In my mind, it seems like we can logically isolate the causes of this disease if we stop think a second, and look at the may examples right in front of our faces such as Japanese Nationals vs. Japanese Americans as it relates to cancer rates.
HEALTH AND HEALTH CARE OF JAPANESE-AMERICAN ELDERS Marianne K.G. Tanabe, M.D. Department of Geriatric Medicine, John A. Burns School of Medicine University of Hawaii makes the quote in their document:
"Ovarian and prostate cancer [amongst Japanese nationals] is also low, although longer residence in North America has been correlated with an increase in risk for prostate cancer…………..Likewise colon cancer seems to be increasing with the adaptation to Western diets."
A quote from The Preventative Center, An Overview, published in Cancer and Diet, East West Foundation, Boston, Mass., 1980. stated that…..
"….Within three generations, however, Japanese immigrants in the U.S. shift from the cancer incidence patterns common in Japan to those common in the United States. This shift correlates with a change from the standard Japanese way of eating to the modern American one"

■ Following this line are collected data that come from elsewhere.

//! Fact graph toolchain: inspect a dictionary, read and write facts against
//! a store file, and serve the HTTP boundary.

mod loader;
mod serve;

use std::path::PathBuf;
use std::process;
use std::sync::Arc;

use clap::{Parser, Subcommand, ValueEnum};

use factgraph::{Dictionary, FactGraphError, FactResult, Graph, MigrationRegistry, Store};

/// Environment variable naming the dictionary file when `--dictionary` is
/// not passed.
const DICTIONARY_ENV: &str = "FACTGRAPH_DICTIONARY";

/// Output format for CLI responses.
#[derive(Debug, Clone, Copy, PartialEq, Eq, ValueEnum)]
enum OutputFormat {
    Text,
    Json,
}

/// Fact graph toolchain.
#[derive(Parser)]
#[command(name = "factgraph", version, about = "Fact graph toolchain")]
struct Cli {
    /// Output format (text or json)
    #[arg(long, global = true, default_value = "text", value_enum)]
    output: OutputFormat,

    /// Dictionary JSON file; falls back to $FACTGRAPH_DICTIONARY
    #[arg(long, global = true)]
    dictionary: Option<PathBuf>,

    #[command(subcommand)]
    command: Commands,
}

#[derive(Subcommand)]
enum Commands {
    /// List the facts a dictionary declares
    Inspect,

    /// Evaluate one fact against a store file
    Get {
        /// Fact path, e.g. /total
        path: String,
        /// Store JSON file (omitted: empty store)
        #[arg(long)]
        store: Option<PathBuf>,
    },

    /// Write a fact value (plain JSON) into a store file
    Set {
        /// Fact path, e.g. /income
        path: String,
        /// Plain JSON value, e.g. 50000 or '"2024-02-29"'
        value: String,
        /// Store JSON file; created when missing
        #[arg(long)]
        store: PathBuf,
    },

    /// Evaluate every writable's limits against a store file
    Save {
        #[arg(long)]
        store: PathBuf,
    },

    /// Print the derivation trace of a fact
    Explain {
        path: String,
        #[arg(long)]
        store: Option<PathBuf>,
    },

    /// Serve the HTTP boundary
    Serve {
        /// Listen address
        #[arg(long, default_value = "127.0.0.1:8080")]
        listen: String,
    },
}

fn main() {
    tracing_subscriber::fmt()
        .with_env_filter(
            tracing_subscriber::EnvFilter::try_from_default_env()
                .unwrap_or_else(|_| tracing_subscriber::EnvFilter::new("info")),
        )
        .init();

    let cli = Cli::parse();
    if let Err(message) = run(&cli) {
        eprintln!("error: {}", message);
        process::exit(1);
    }
}

fn run(cli: &Cli) -> Result<(), String> {
    let dictionary = load_dictionary(cli)?;
    match &cli.command {
        Commands::Inspect => inspect(cli, &dictionary),
        Commands::Get { path, store } => {
            let graph = open_graph(dictionary, store.as_deref())?;
            let result = graph.get(path).map_err(fmt_err)?;
            print_result(cli, path, &result);
            Ok(())
        }
        Commands::Set { path, value, store } => {
            let mut graph = open_graph(dictionary.clone(), Some(store.as_path()))?;
            let raw: serde_json::Value =
                serde_json::from_str(value).map_err(|e| format!("bad value JSON: {}", e))?;
            let parsed = factgraph::Path::parse(path).map_err(fmt_err)?;
            let typed = dictionary.coerce_plain(&parsed, &raw).map_err(fmt_err)?;
            let outcome = graph.set(path, typed).map_err(fmt_err)?;
            std::fs::write(store, graph.to_json(true))
                .map_err(|e| format!("cannot write {}: {}", store.display(), e))?;
            print_outcome(cli, &outcome);
            Ok(())
        }
        Commands::Save { store } => {
            let mut graph = open_graph(dictionary, Some(store.as_path()))?;
            let outcome = graph.save().map_err(fmt_err)?;
            print_outcome(cli, &outcome);
            if !outcome.ok {
                return Err("save reported violations".to_string());
            }
            Ok(())
        }
        Commands::Explain { path, store } => {
            let graph = open_graph(dictionary, store.as_deref())?;
            let trace = graph.explain(path).map_err(fmt_err)?;
            match cli.output {
                OutputFormat::Text => print!("{}", trace),
                OutputFormat::Json => {
                    println!("{}", serde_json::json!({ "trace": trace }));
                }
            }
            Ok(())
        }
        Commands::Serve { listen } => {
            let graph = Graph::new(dictionary.clone(), Store::new());
            let runtime = tokio::runtime::Runtime::new()
                .map_err(|e| format!("cannot start runtime: {}", e))?;
            runtime
                .block_on(serve::run(
                    listen,
                    dictionary,
                    graph,
                    MigrationRegistry::empty(),
                ))
                .map_err(|e| e.to_string())
        }
    }
}

fn load_dictionary(cli: &Cli) -> Result<Arc<Dictionary>, String> {
    let path = match &cli.dictionary {
        Some(p) => p.clone(),
        None => std::env::var(DICTIONARY_ENV)
            .map(PathBuf::from)
            .map_err(|_| format!("pass --dictionary or set ${}", DICTIONARY_ENV))?,
    };
    let raw = std::fs::read_to_string(&path)
        .map_err(|e| format!("cannot read {}: {}", path.display(), e))?;
    loader::load_dictionary(&raw).map_err(fmt_err)
}

fn open_graph(
    dictionary: Arc<Dictionary>,
    store: Option<&std::path::Path>,
) -> Result<Graph, String> {
    let store = match store {
        Some(path) if path.exists() => {
            let raw = std::fs::read_to_string(path)
                .map_err(|e| format!("cannot read {}: {}", path.display(), e))?;
            Store::from_json(&raw).map_err(fmt_err)?
        }
        _ => Store::new(),
    };
    Ok(Graph::new(dictionary, store))
}

fn inspect(cli: &Cli, dictionary: &Dictionary) -> Result<(), String> {
    match cli.output {
        OutputFormat::Json => {
            let facts: Vec<serde_json::Value> = dictionary
                .definitions()
                .map(|def| match def.writable() {
                    Some(w) => serde_json::json!({
                        "path": def.path.to_string(),
                        "writable": true,
                        "type": w.kind.tag(),
                    }),
                    None => serde_json::json!({
                        "path": def.path.to_string(),
                        "writable": false,
                    }),
                })
                .collect();
            println!("{}", serde_json::json!({ "facts": facts }));
        }
        OutputFormat::Text => {
            for def in dictionary.definitions() {
                match def.writable() {
                    Some(w) => println!("{}  writable {}", def.path, w.kind.tag()),
                    None => println!("{}  derived", def.path),
                }
            }
        }
    }
    Ok(())
}

fn print_result(cli: &Cli, path: &str, result: &FactResult<factgraph::Value>) {
    match cli.output {
        OutputFormat::Json => {
            let body = match result {
                FactResult::Complete(v) => {
                    serde_json::json!({ "path": path, "value": v.to_plain_json(), "complete": true })
                }
                FactResult::Placeholder(v) => {
                    serde_json::json!({ "path": path, "value": v.to_plain_json(), "complete": false })
                }
                FactResult::Incomplete => {
                    serde_json::json!({ "path": path, "complete": false })
                }
            };
            println!("{}", body);
        }
        OutputFormat::Text => match result {
            FactResult::Complete(v) => println!("{} = {}", path, v),
            FactResult::Placeholder(v) => println!("{} = {} (placeholder)", path, v),
            FactResult::Incomplete => println!("{} is incomplete", path),
        },
    }
}

fn print_outcome(cli: &Cli, outcome: &factgraph::SaveOutcome) {
    match cli.output {
        OutputFormat::Json => {
            let violations: Vec<serde_json::Value> = outcome
                .violations
                .iter()
                .map(|v| {
                    serde_json::json!({
                        "path": v.path,
                        "limit": v.limit,
                        "severity": v.severity.to_string(),
                        "message": v.message,
                    })
                })
                .collect();
            println!(
                "{}",
                serde_json::json!({ "success": outcome.ok, "violations": violations })
            );
        }
        OutputFormat::Text => {
            if outcome.violations.is_empty() {
                println!("ok");
            } else {
                for v in &outcome.violations {
                    println!("{}: {}", v.severity, v);
                }
            }
        }
    }
}

fn fmt_err(e: FactGraphError) -> String {
    e.to_string()
}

In an article written by Diana Santini, M.D Weill Medical College of Cornell University, New York Steven Shiff, MD The Rockefeller University, New York, the article states that……..
"….Investigators observed that Japanese natives developed colon cancer less often than US citizens did. However, after living in the US for many years, these migrants developed colon cancer at rates similar to other US citizens."

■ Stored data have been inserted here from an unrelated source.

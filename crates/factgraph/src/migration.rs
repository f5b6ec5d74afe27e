//! Linear, monotonic migrations over persisted store JSON.
//!
//! A migration is a pure transform of the raw `facts` map, tagged with a
//! strictly increasing ordinal. The registry is append-only: migrations are
//! never reordered or deleted, and ordinals are contiguous from 1. A blob
//! persisted at watermark `k` replays migrations `k+1..=TOTAL` on load.

use crate::error::FactGraphError;

type FactsMap = serde_json::Map<String, serde_json::Value>;

/// One step of the pipeline.
pub struct Migration {
    pub ordinal: usize,
    pub name: &'static str,
    pub apply: fn(&mut FactsMap),
}

/// The ordered, validated migration list.
#[derive(Default)]
pub struct MigrationRegistry {
    migrations: Vec<Migration>,
}

impl MigrationRegistry {
    /// An empty registry: every blob loads unchanged at watermark 0.
    pub fn empty() -> MigrationRegistry {
        MigrationRegistry::default()
    }

    /// Validate contiguity: ordinals must run 1, 2, ... without gaps.
    pub fn new(migrations: Vec<Migration>) -> Result<MigrationRegistry, FactGraphError> {
        for (i, m) in migrations.iter().enumerate() {
            if m.ordinal != i + 1 {
                return Err(FactGraphError::dictionary(format!(
                    "migration '{}' has ordinal {}, expected {}",
                    m.name,
                    m.ordinal,
                    i + 1
                )));
            }
        }
        Ok(MigrationRegistry { migrations })
    }

    pub fn total(&self) -> usize {
        self.migrations.len()
    }

    /// Apply migrations `applied+1..=TOTAL` in order. Returns the new
    /// watermark (always `TOTAL`). A watermark beyond the registry means the
    /// blob was written by a newer build and is refused.
    pub fn run_pending(
        &self,
        facts: &mut FactsMap,
        applied: usize,
    ) -> Result<usize, FactGraphError> {
        let total = self.total();
        if applied > total {
            return Err(FactGraphError::parse(format!(
                "store migrated to {} but registry only knows {}",
                applied, total
            )));
        }
        for m in &self.migrations[applied..] {
            (m.apply)(facts);
        }
        Ok(total)
    }
}

/// Rename a stored path, preserving the value. A no-op when the old key is
/// absent; an existing value at the new key is left alone.
pub fn rename_path(facts: &mut FactsMap, from: &str, to: &str) {
    if let Some(v) = facts.remove(from) {
        facts.entry(to.to_string()).or_insert(v);
    }
}

// ──────────────────────────────────────────────
// Tests
// ──────────────────────────────────────────────

#[cfg(test)]
mod tests {
    use super::*;
    use serde_json::json;

    fn m1(facts: &mut FactsMap) {
        rename_path(facts, "/old", "/new");
    }

    fn m2(facts: &mut FactsMap) {
        facts.remove("/obsolete");
    }

    fn registry() -> MigrationRegistry {
        MigrationRegistry::new(vec![
            Migration {
                ordinal: 1,
                name: "rename-old-to-new",
                apply: m1,
            },
            Migration {
                ordinal: 2,
                name: "drop-obsolete",
                apply: m2,
            },
        ])
        .unwrap()
    }

    #[test]
    fn rejects_non_contiguous_ordinals() {
        let bad = MigrationRegistry::new(vec![Migration {
            ordinal: 2,
            name: "skipped-one",
            apply: m1,
        }]);
        assert!(bad.is_err());
    }

    #[test]
    fn runs_only_pending_migrations() {
        let reg = registry();
        let mut facts = json!({
            "/old": {"$type": "Int", "item": 1},
            "/obsolete": {"$type": "Int", "item": 2},
        })
        .as_object()
        .unwrap()
        .clone();
        let total = reg.run_pending(&mut facts, 0).unwrap();
        assert_eq!(total, 2);
        assert!(facts.contains_key("/new"));
        assert!(!facts.contains_key("/old"));
        assert!(!facts.contains_key("/obsolete"));
    }

    #[test]
    fn watermark_skips_already_applied() {
        let reg = registry();
        // At watermark 1, only m2 runs: /old stays put.
        let mut facts = json!({
            "/old": {"$type": "Int", "item": 1},
            "/obsolete": {"$type": "Int", "item": 2},
        })
        .as_object()
        .unwrap()
        .clone();
        reg.run_pending(&mut facts, 1).unwrap();
        assert!(facts.contains_key("/old"));
        assert!(!facts.contains_key("/obsolete"));
    }

    #[test]
    fn split_application_equals_direct() {
        let reg = registry();
        let original = json!({
            "/old": {"$type": "Int", "item": 1},
            "/obsolete": {"$type": "Int", "item": 2},
        })
        .as_object()
        .unwrap()
        .clone();

        let mut direct = original.clone();
        reg.run_pending(&mut direct, 0).unwrap();

        // Apply 1..=1, then resume from watermark 1.
        let partial_reg = MigrationRegistry::new(vec![Migration {
            ordinal: 1,
            name: "rename-old-to-new",
            apply: m1,
        }])
        .unwrap();
        let mut staged = original;
        partial_reg.run_pending(&mut staged, 0).unwrap();
        reg.run_pending(&mut staged, 1).unwrap();

        assert_eq!(direct, staged);
    }

    #[test]
    fn future_watermark_refused() {
        let reg = registry();
        let mut facts = FactsMap::new();
        assert!(reg.run_pending(&mut facts, 5).is_err());
    }
}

In a article called Breast Cancer Differences in Ethnic Populations by Kathy Steligo, she wrote
"…..Foreign-born Asians have some of the lowest breast cancer rates in the world, but their risk increases quickly when they adopt a Western diet and lifestyle. Rates are increasing in Japan, for instance, and Asians who migrate to the U.S. or are born here have a risk similar to average American women. Chinese American and Japanese American women have higher rates of breast cancer compared to women of the same age in China and Japan."

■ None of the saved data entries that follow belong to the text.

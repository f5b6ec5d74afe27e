//! Three-state completeness and single/multi result packaging.
//!
//! Every fact evaluation produces a `MaybeVector<FactResult<T>>`: one result
//! per concrete fact, or one per collection member when a wildcard path is
//! involved. Completeness propagates pessimistically -- an `Incomplete` input
//! poisons the output, a `Placeholder` input demotes it.

use crate::error::FactGraphError;

// ──────────────────────────────────────────────
// FactResult
// ──────────────────────────────────────────────

/// Completeness-tagged evaluation result.
///
/// `Complete` is definitive. `Placeholder` carries a usable value but signals
/// that some input is still missing (a default was substituted somewhere).
/// `Incomplete` has no value at all.
#[derive(Debug, Clone, PartialEq, Eq)]
pub enum FactResult<T> {
    Complete(T),
    Placeholder(T),
    Incomplete,
}

impl<T> FactResult<T> {
    pub fn has_value(&self) -> bool {
        !matches!(self, FactResult::Incomplete)
    }

    pub fn is_complete(&self) -> bool {
        matches!(self, FactResult::Complete(_))
    }

    /// The carried value, if any.
    pub fn value(&self) -> Option<&T> {
        match self {
            FactResult::Complete(v) | FactResult::Placeholder(v) => Some(v),
            FactResult::Incomplete => None,
        }
    }

    pub fn into_value(self) -> Option<T> {
        match self {
            FactResult::Complete(v) | FactResult::Placeholder(v) => Some(v),
            FactResult::Incomplete => None,
        }
    }

    pub fn map<U>(self, f: impl FnOnce(T) -> U) -> FactResult<U> {
        match self {
            FactResult::Complete(v) => FactResult::Complete(f(v)),
            FactResult::Placeholder(v) => FactResult::Placeholder(f(v)),
            FactResult::Incomplete => FactResult::Incomplete,
        }
    }

    /// Chain a fallible step. The completeness of the output is the weaker of
    /// this result's completeness and the step's.
    pub fn and_then<U>(self, f: impl FnOnce(T) -> FactResult<U>) -> FactResult<U> {
        match self {
            FactResult::Complete(v) => f(v),
            FactResult::Placeholder(v) => f(v).demote_to_placeholder(),
            FactResult::Incomplete => FactResult::Incomplete,
        }
    }

    /// `Complete -> Placeholder`; other states unchanged.
    pub fn demote_to_placeholder(self) -> FactResult<T> {
        match self {
            FactResult::Complete(v) => FactResult::Placeholder(v),
            other => other,
        }
    }

    pub fn as_ref(&self) -> FactResult<&T> {
        match self {
            FactResult::Complete(v) => FactResult::Complete(v),
            FactResult::Placeholder(v) => FactResult::Placeholder(v),
            FactResult::Incomplete => FactResult::Incomplete,
        }
    }
}

// ──────────────────────────────────────────────
// MaybeVector
// ──────────────────────────────────────────────

/// A value that is either singular or a vector of equal-shape siblings.
///
/// `Multiple.complete` tracks whether the backing collection itself is fully
/// enumerated -- membership knowledge, independent of whether each element is
/// `Complete`.
#[derive(Debug, Clone, PartialEq, Eq)]
pub enum MaybeVector<T> {
    Single(T),
    Multiple { items: Vec<T>, complete: bool },
}

impl<T> MaybeVector<T> {
    pub fn multiple(items: Vec<T>, complete: bool) -> Self {
        MaybeVector::Multiple { items, complete }
    }

    pub fn is_single(&self) -> bool {
        matches!(self, MaybeVector::Single(_))
    }

    /// Number of elements: 1 for `Single`.
    pub fn len(&self) -> usize {
        match self {
            MaybeVector::Single(_) => 1,
            MaybeVector::Multiple { items, .. } => items.len(),
        }
    }

    pub fn is_empty(&self) -> bool {
        self.len() == 0
    }

    /// Flatten to a list regardless of shape.
    pub fn into_vec(self) -> Vec<T> {
        match self {
            MaybeVector::Single(v) => vec![v],
            MaybeVector::Multiple { items, .. } => items,
        }
    }

    /// The single element, or `None` when this is a vector.
    pub fn into_single(self) -> Option<T> {
        match self {
            MaybeVector::Single(v) => Some(v),
            MaybeVector::Multiple { .. } => None,
        }
    }

    pub fn map<U>(self, f: impl FnMut(T) -> U) -> MaybeVector<U> {
        let mut f = f;
        match self {
            MaybeVector::Single(v) => MaybeVector::Single(f(v)),
            MaybeVector::Multiple { items, complete } => MaybeVector::Multiple {
                items: items.into_iter().map(f).collect(),
                complete,
            },
        }
    }
}

/// A fact evaluation outcome: per-lane completeness-tagged results.
pub type ResultVector<T> = MaybeVector<FactResult<T>>;

// ──────────────────────────────────────────────
// Vectorization
// ──────────────────────────────────────────────

/// Apply the completeness propagation rule across a tuple of lane inputs and
/// invoke `f` on the unwrapped values.
///
/// `f` may itself report a data-driven failure by returning `Incomplete`
/// (division by zero) or a fatal error (type mismatch in the dictionary).
fn combine_lane<T, U>(
    inputs: &[&FactResult<T>],
    f: impl FnOnce(&[&T]) -> Result<FactResult<U>, FactGraphError>,
) -> Result<FactResult<U>, FactGraphError> {
    let mut values: Vec<&T> = Vec::with_capacity(inputs.len());
    let mut demote = false;
    for input in inputs {
        match input {
            FactResult::Complete(v) => values.push(v),
            FactResult::Placeholder(v) => {
                values.push(v);
                demote = true;
            }
            FactResult::Incomplete => return Ok(FactResult::Incomplete),
        }
    }
    let out = f(&values)?;
    Ok(if demote { out.demote_to_placeholder() } else { out })
}

/// Lift an n-ary pure function over `ResultVector` inputs with broadcasting.
///
/// Shape rules: all-`Single` inputs yield `Single`; any `Multiple` input
/// fixes the output length, `Single` inputs broadcast, and every `Multiple`
/// input must agree on that length or the operation fails with
/// `ShapeMismatch`. The output's `complete` flag is the AND across the
/// `Multiple` inputs' flags.
pub fn vectorize_list<T: Clone, U>(
    operator: &str,
    inputs: &[ResultVector<T>],
    mut f: impl FnMut(&[&T]) -> Result<FactResult<U>, FactGraphError>,
) -> Result<ResultVector<U>, FactGraphError> {
    let mut width: Option<usize> = None;
    let mut complete = true;
    for input in inputs {
        if let MaybeVector::Multiple {
            items,
            complete: flag,
        } = input
        {
            match width {
                None => width = Some(items.len()),
                Some(w) if w != items.len() => {
                    return Err(FactGraphError::ShapeMismatch {
                        operator: operator.to_string(),
                        left: w,
                        right: items.len(),
                    });
                }
                Some(_) => {}
            }
            complete = complete && *flag;
        }
    }

    match width {
        None => {
            let lane: Vec<&FactResult<T>> = inputs
                .iter()
                .map(|i| match i {
                    MaybeVector::Single(r) => r,
                    MaybeVector::Multiple { .. } => unreachable!(),
                })
                .collect();
            Ok(MaybeVector::Single(combine_lane(&lane, &mut f)?))
        }
        Some(w) => {
            let mut out = Vec::with_capacity(w);
            for idx in 0..w {
                let lane: Vec<&FactResult<T>> = inputs
                    .iter()
                    .map(|i| match i {
                        MaybeVector::Single(r) => r,
                        MaybeVector::Multiple { items, .. } => &items[idx],
                    })
                    .collect();
                out.push(combine_lane(&lane, &mut f)?);
            }
            Ok(MaybeVector::Multiple {
                items: out,
                complete,
            })
        }
    }
}

/// Binary convenience wrapper over [`vectorize_list`].
pub fn vectorize2<T: Clone, U>(
    operator: &str,
    a: ResultVector<T>,
    b: ResultVector<T>,
    mut f: impl FnMut(&T, &T) -> Result<FactResult<U>, FactGraphError>,
) -> Result<ResultVector<U>, FactGraphError> {
    vectorize_list(operator, &[a, b], |vals| f(vals[0], vals[1]))
}

/// Elementwise binary combine that bypasses the propagation rule.
///
/// Short-circuit logic (`All`, `Any`) needs to see each operand's
/// completeness directly: a `Complete(false)` operand must dominate an
/// `Incomplete` one. Broadcasting and shape checking match
/// [`vectorize_list`].
pub fn zip2<T: Clone, U>(
    operator: &str,
    a: ResultVector<T>,
    b: ResultVector<T>,
    mut f: impl FnMut(&FactResult<T>, &FactResult<T>) -> Result<FactResult<U>, FactGraphError>,
) -> Result<ResultVector<U>, FactGraphError> {
    match (&a, &b) {
        (MaybeVector::Single(ra), MaybeVector::Single(rb)) => Ok(MaybeVector::Single(f(ra, rb)?)),
        (
            MaybeVector::Multiple {
                items: xs,
                complete: cx,
            },
            MaybeVector::Multiple {
                items: ys,
                complete: cy,
            },
        ) => {
            if xs.len() != ys.len() {
                return Err(FactGraphError::ShapeMismatch {
                    operator: operator.to_string(),
                    left: xs.len(),
                    right: ys.len(),
                });
            }
            Ok(MaybeVector::Multiple {
                items: xs
                    .iter()
                    .zip(ys)
                    .map(|(x, y)| f(x, y))
                    .collect::<Result<Vec<_>, _>>()?,
                complete: *cx && *cy,
            })
        }
        (MaybeVector::Single(ra), MaybeVector::Multiple { items, complete }) => {
            Ok(MaybeVector::Multiple {
                items: items
                    .iter()
                    .map(|y| f(ra, y))
                    .collect::<Result<Vec<_>, _>>()?,
                complete: *complete,
            })
        }
        (MaybeVector::Multiple { items, complete }, MaybeVector::Single(rb)) => {
            Ok(MaybeVector::Multiple {
                items: items
                    .iter()
                    .map(|x| f(x, rb))
                    .collect::<Result<Vec<_>, _>>()?,
                complete: *complete,
            })
        }
    }
}

/// Unary convenience wrapper over [`vectorize_list`].
pub fn vectorize1<T: Clone, U>(
    operator: &str,
    a: ResultVector<T>,
    mut f: impl FnMut(&T) -> Result<FactResult<U>, FactGraphError>,
) -> Result<ResultVector<U>, FactGraphError> {
    vectorize_list(operator, &[a], |vals| f(vals[0]))
}

// ──────────────────────────────────────────────
// Tests
// ──────────────────────────────────────────────

#[cfg(test)]
mod tests {
    use super::*;

    #[test]
    fn map_preserves_completeness() {
        assert_eq!(
            FactResult::Complete(2).map(|v| v * 2),
            FactResult::Complete(4)
        );
        assert_eq!(
            FactResult::Placeholder(2).map(|v| v * 2),
            FactResult::Placeholder(4)
        );
        assert_eq!(
            FactResult::<i32>::Incomplete.map(|v| v * 2),
            FactResult::Incomplete
        );
    }

    #[test]
    fn and_then_demotes_through_placeholder() {
        let out = FactResult::Placeholder(3).and_then(|v| FactResult::Complete(v + 1));
        assert_eq!(out, FactResult::Placeholder(4));
    }

    #[test]
    fn demote_leaves_incomplete() {
        assert_eq!(
            FactResult::<i32>::Incomplete.demote_to_placeholder(),
            FactResult::Incomplete
        );
        assert_eq!(
            FactResult::Complete(1).demote_to_placeholder(),
            FactResult::Placeholder(1)
        );
    }

    #[test]
    fn vectorize_all_single() {
        let out = vectorize2(
            "add",
            MaybeVector::Single(FactResult::Complete(2)),
            MaybeVector::Single(FactResult::Complete(3)),
            |a, b| Ok(FactResult::Complete(a + b)),
        )
        .unwrap();
        assert_eq!(out, MaybeVector::Single(FactResult::Complete(5)));
    }

    #[test]
    fn vectorize_broadcasts_single() {
        let out = vectorize2(
            "add",
            MaybeVector::multiple(
                vec![FactResult::Complete(1), FactResult::Complete(2)],
                true,
            ),
            MaybeVector::Single(FactResult::Complete(10)),
            |a, b| Ok(FactResult::Complete(a + b)),
        )
        .unwrap();
        assert_eq!(
            out,
            MaybeVector::multiple(
                vec![FactResult::Complete(11), FactResult::Complete(12)],
                true
            )
        );
    }

    #[test]
    fn vectorize_incomplete_poisons_lane_only() {
        let out = vectorize2(
            "add",
            MaybeVector::multiple(
                vec![FactResult::Complete(1), FactResult::Incomplete],
                true,
            ),
            MaybeVector::Single(FactResult::Complete(10)),
            |a, b| Ok(FactResult::Complete(a + b)),
        )
        .unwrap();
        assert_eq!(
            out,
            MaybeVector::multiple(vec![FactResult::Complete(11), FactResult::Incomplete], true)
        );
    }

    #[test]
    fn vectorize_placeholder_demotes_lane() {
        let out = vectorize2(
            "add",
            MaybeVector::Single(FactResult::Placeholder(1)),
            MaybeVector::Single(FactResult::Complete(2)),
            |a, b| Ok(FactResult::Complete(a + b)),
        )
        .unwrap();
        assert_eq!(out, MaybeVector::Single(FactResult::Placeholder(3)));
    }

    #[test]
    fn vectorize_length_mismatch_is_fatal() {
        let out = vectorize2(
            "add",
            MaybeVector::multiple(
                vec![FactResult::Complete(1), FactResult::Complete(2)],
                true,
            ),
            MaybeVector::multiple(
                vec![
                    FactResult::Complete(1),
                    FactResult::Complete(2),
                    FactResult::Complete(3),
                ],
                true,
            ),
            |a, b| Ok(FactResult::Complete(a + b)),
        );
        assert!(matches!(out, Err(FactGraphError::ShapeMismatch { .. })));
    }

    #[test]
    fn vectorize_complete_flag_is_and() {
        let out = vectorize2(
            "add",
            MaybeVector::multiple(vec![FactResult::Complete(1)], true),
            MaybeVector::multiple(vec![FactResult::Complete(2)], false),
            |a, b| Ok(FactResult::Complete(a + b)),
        )
        .unwrap();
        match out {
            MaybeVector::Multiple { complete, .. } => assert!(!complete),
            _ => panic!("expected Multiple"),
        }
    }
}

In a research paper called PROSTATE CANCER IN NATIVE JAPANESE AND JAPANESE- AMERICAN MEN: EFFECTS OF DIETARY DIFFERENCES ON PROSTATIC TISSUE LEONARD S. MARKS, MUNEKADO KOJIMA (and others) it states ……
"Why prostate cancer is rare in Asia but common in the West has not yet been fully explained. A genetic explanation alone is not sufficient because the relative protection from Prostate Cancer in Asian men begins to disappear when these men immigrate to the West."
In an article by the California Breast Cancer Research Program it makes the statement that……
"In California, Japanese American women get breast cancer at a rate almost as high as white women, the group with the highest rate of the disease".
F.Y.I., women in Japan are three times less likely than American women to get this disease, as this chart illustrates.
Remember, the Japanese diet evolved over centuries to the specific of that culture, climate, the biochemistry of those people, the availability of certain foods, etc.
Although overall cancer rates in Japan are noticeably lower than in the USA, a few types of cancer in Japanese are higher than Americans, namely liver, colorectal, and stomach cancer. Even there, studies link these high cancer rates to issues in the Japanese diet, such as eating excessive cured meats relative to the USA
This whole thing is not just a Japanese Phenomena, as I found the same of other cultures taken out of their natural habitats, such as Africans, Inuit Indians (Eskimos), Aboriginies, and others.
None of this solves the puzzle, it just helps isolate the possible causes of the problem, which seems to be diet as opposed to genetics or just random "getting hit with a disease for no reason other than bad luck".
An American in good health could be just as vulnerable to disease after moving somewhere else and adopting their diet and lifestyle.
We have all we need within us, and all the information outside of us that is necessary for us to live a disease free, happy, healthy long life….if we choose to go after it.